Boise State Football

Instant Analysis: Boise State, Rypien flop in showdown with San Diego State

This was supposed to be the year that the Boise State football team’s offense was electric again.

It was supposed to be the year that senior quarterback Brett Rypien took his expected place among the nation’s best passers.

It certainly wasn’t supposed to be the year that the Broncos played two of their worst games in recent history in the first six weeks of the season.

But that’s where the Broncos stand after an almost-unthinkable flop Saturday afternoon at Albertsons Stadium — just three weeks after a blowout loss at not-very-good Oklahoma State.

San Diego State (4-1, 1-0 MW), which is building a case as the Mountain West’s best football program, beat Boise State 19-13. The Broncos scored their only points of the first half on a 4-yard touchdown drive after the Aztecs muffed a punt. Quarterback Brett Rypien looked confused, throwing two interceptions in the first half, taking sacks when he had time to throw and firing a bunch of passes that didn’t come close to the intended mark.

[Related: Boise State offense wilts in the daylight; Rocky Long makes himself at home on Blue; scoring summary]

Rypien finished 21-for-41 for 170 yards with the two picks and four sacks. He ended the game with two awful decisions, an intentional grounding penalty on second-and-2 and a never-had-a-chance deep ball into triple coverage on fourth-and-9. The Broncos had gotten the ball down six with 1:59 to go and a chance to win.

Coach Bryan Harsin, who lost at home for the fourth time in his five seasons, placed the blame for Rypien’s ugly day on the protection, which seemed better than at Oklahoma State but still wasn’t good enough. Rypien wasn’t available to the media.

“I thought Brett showed extreme toughness today,” Harsin said. “Bottom line, he can’t protect himself out there.”

It got so bad for the Broncos’ offense that they turned to redshirt freshman backup Chase Cord early in the fourth quarter, trailing 13-7. Cord, who operates the running attack the Broncos used with senior QB Montell Cozart to close out the Aztecs last year, ran four straight plays and had the team moving until a holding penalty sabotaged the drive. Rypien came back in and completed a pass but his third-and-6 throw went through the arms of true freshman wide receiver Khalil Shakir.

The Broncos punted, and moments later San Diego State busted a 72-yard touchdown run for a 19-7 lead.

[Related: Sports Pass subscription offers a year of sports coverage for $30; The 208 Podcast features Dave Southorn]

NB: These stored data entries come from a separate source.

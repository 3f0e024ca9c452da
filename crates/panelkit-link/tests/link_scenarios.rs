//! Linking scenarios over small synthetic panels.

use chrono::NaiveDate;
use panelkit_data::dates::{column_dates, date_column};
use panelkit_link::{IntervalJoin, link_crsp_compustat, merge_crsp_ibes, official_links};
use polars::prelude::*;
use rstest::rstest;

fn d(y: i32, m: u32, day: u32) -> Option<NaiveDate> {
    NaiveDate::from_ymd_opt(y, m, day)
}

fn crsp_m(permnos: Vec<i64>, months: &[Option<NaiveDate>]) -> DataFrame {
    DataFrame::new(vec![
        Column::new("permno".into(), permnos),
        date_column("yearmonth", months).unwrap(),
    ])
    .unwrap()
}

fn ccm(
    gvkeys: &[&str],
    linktypes: &[&str],
    linkprims: &[&str],
    starts: &[Option<NaiveDate>],
    ends: &[Option<NaiveDate>],
) -> DataFrame {
    DataFrame::new(vec![
        Column::new("gvkey".into(), gvkeys),
        Column::new("permno".into(), vec![10001i64; gvkeys.len()]),
        Column::new("linktype".into(), linktypes),
        Column::new("linkprim".into(), linkprims),
        date_column("linkdt", starts).unwrap(),
        date_column("linkenddt", ends).unwrap(),
    ])
    .unwrap()
}

fn strings(df: &DataFrame, name: &str) -> Vec<Option<String>> {
    df.column(name)
        .unwrap()
        .str()
        .unwrap()
        .into_iter()
        .map(|s| s.map(str::to_string))
        .collect()
}

#[test]
fn test_row_matches_only_covering_interval() {
    let panel = crsp_m(vec![10001], &[d(2021, 6, 30)]);
    let links = ccm(
        &["OLD", "NEW"],
        &["LC", "LC"],
        &["P", "P"],
        &[d(2020, 1, 1), d(2021, 4, 1)],
        &[d(2021, 3, 31), d(2099, 12, 31)],
    );

    let linked = link_crsp_compustat(&panel, &links).unwrap();
    assert_eq!(linked.height(), 1);
    assert_eq!(strings(&linked, "gvkey"), vec![Some("NEW".to_string())]);
    assert_eq!(column_dates(&linked, "linkdt").unwrap(), vec![d(2021, 4, 1)]);
}

#[test]
fn test_unlinked_months_are_dropped() {
    let panel = crsp_m(
        vec![10001, 10001, 10001, 99999],
        &[d(2019, 12, 31), d(2020, 6, 30), d(2022, 1, 31), d(2020, 6, 30)],
    );
    let links = ccm(&["A"], &["LU"], &["C"], &[d(2020, 1, 1)], &[d(2021, 12, 31)]);

    let linked = link_crsp_compustat(&panel, &links).unwrap();
    assert_eq!(column_dates(&linked, "yearmonth").unwrap(), vec![d(2020, 6, 30)]);
}

#[test]
fn test_active_link_has_no_end() {
    let panel = crsp_m(vec![10001, 10001], &[d(1999, 1, 31), d(2024, 12, 31)]);
    let links = ccm(&["A"], &["LC"], &["P"], &[d(2000, 1, 1)], &[None]);

    let linked = link_crsp_compustat(&panel, &links).unwrap();
    assert_eq!(column_dates(&linked, "yearmonth").unwrap(), vec![d(2024, 12, 31)]);
}

#[rstest]
#[case("LC", "P", true)]
#[case("LU", "C", true)]
#[case("LS", "P", true)]
#[case("LC", "J", false)]
#[case("NR", "P", false)]
#[case("NU", "C", false)]
fn test_official_link_filter(#[case] linktype: &str, #[case] linkprim: &str, #[case] kept: bool) {
    let links = ccm(&["A"], &[linktype], &[linkprim], &[d(2000, 1, 1)], &[None]);
    let official = official_links(&links).unwrap();
    assert_eq!(official.height() == 1, kept);
}

fn iclink(scores: &[Option<f64>]) -> DataFrame {
    let n = scores.len();
    let tickers: Vec<String> = (0..n).map(|i| format!("T{}", i)).collect();
    DataFrame::new(vec![
        Column::new("permno".into(), vec![10001i64; n]),
        Column::new("ticker".into(), tickers),
        date_column("sdate", &vec![d(2000, 1, 1); n]).unwrap(),
        date_column("edate", &vec![None; n]).unwrap(),
        Column::new("score".into(), scores),
    ])
    .unwrap()
}

#[test]
fn test_ibes_merge_applies_score_threshold() {
    let panel = crsp_m(vec![10001], &[d(2021, 6, 30)]);
    let links = iclink(&[Some(0.0), Some(1.0), Some(2.0), Some(5.0), None]);

    let linked = merge_crsp_ibes(&panel, &links).unwrap();
    let mut tickers = strings(&linked, "ticker");
    tickers.sort();
    assert_eq!(
        tickers,
        vec![Some("T0".to_string()), Some("T1".to_string()), Some("T4".to_string())]
    );
}

#[test]
fn test_ibes_merge_without_score_column() {
    let panel = crsp_m(vec![10001, 10002], &[d(2021, 6, 30), d(2021, 6, 30)]);
    let links = iclink(&[Some(9.0)]).drop("score").unwrap();

    let linked = merge_crsp_ibes(&panel, &links).unwrap();
    assert_eq!(linked.height(), 1);
}

#[test]
fn test_generic_join_keeps_every_covering_interval() {
    let left = crsp_m(vec![10001], &[d(2021, 6, 30)]);
    let right = DataFrame::new(vec![
        Column::new("permno".into(), [10001i64, 10001]),
        Column::new("label".into(), ["a", "b"]),
        date_column("from", &[d(2021, 1, 1), None]).unwrap(),
        date_column("to", &[None, d(2021, 12, 31)]).unwrap(),
    ])
    .unwrap();

    let joined = IntervalJoin::new("permno", "yearmonth", "from", "to")
        .join(&left, &right)
        .unwrap();
    assert_eq!(joined.height(), 2);
}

Cord stayed in the game for much of the next drive, with Rypien coming in to throw an incompletion on third-and-5.

It was a stunning turn of events considering Rypien had thrown 12 touchdown passes and no interceptions while leading the Broncos to a 3-1 record to start the season.

But Rypien had a chance for redemption, returning to run the hurry-up offense. He led a touchdown drive to make it 19-13 and got the ball with 1:59 on the clock, no timeouts and 67 yards to go. The Broncos didn’t even manage a first down.

“We knew how much time we had, we knew how many timeouts we didn’t have and we didn’t get it done,” tailback Alexander Mattison said.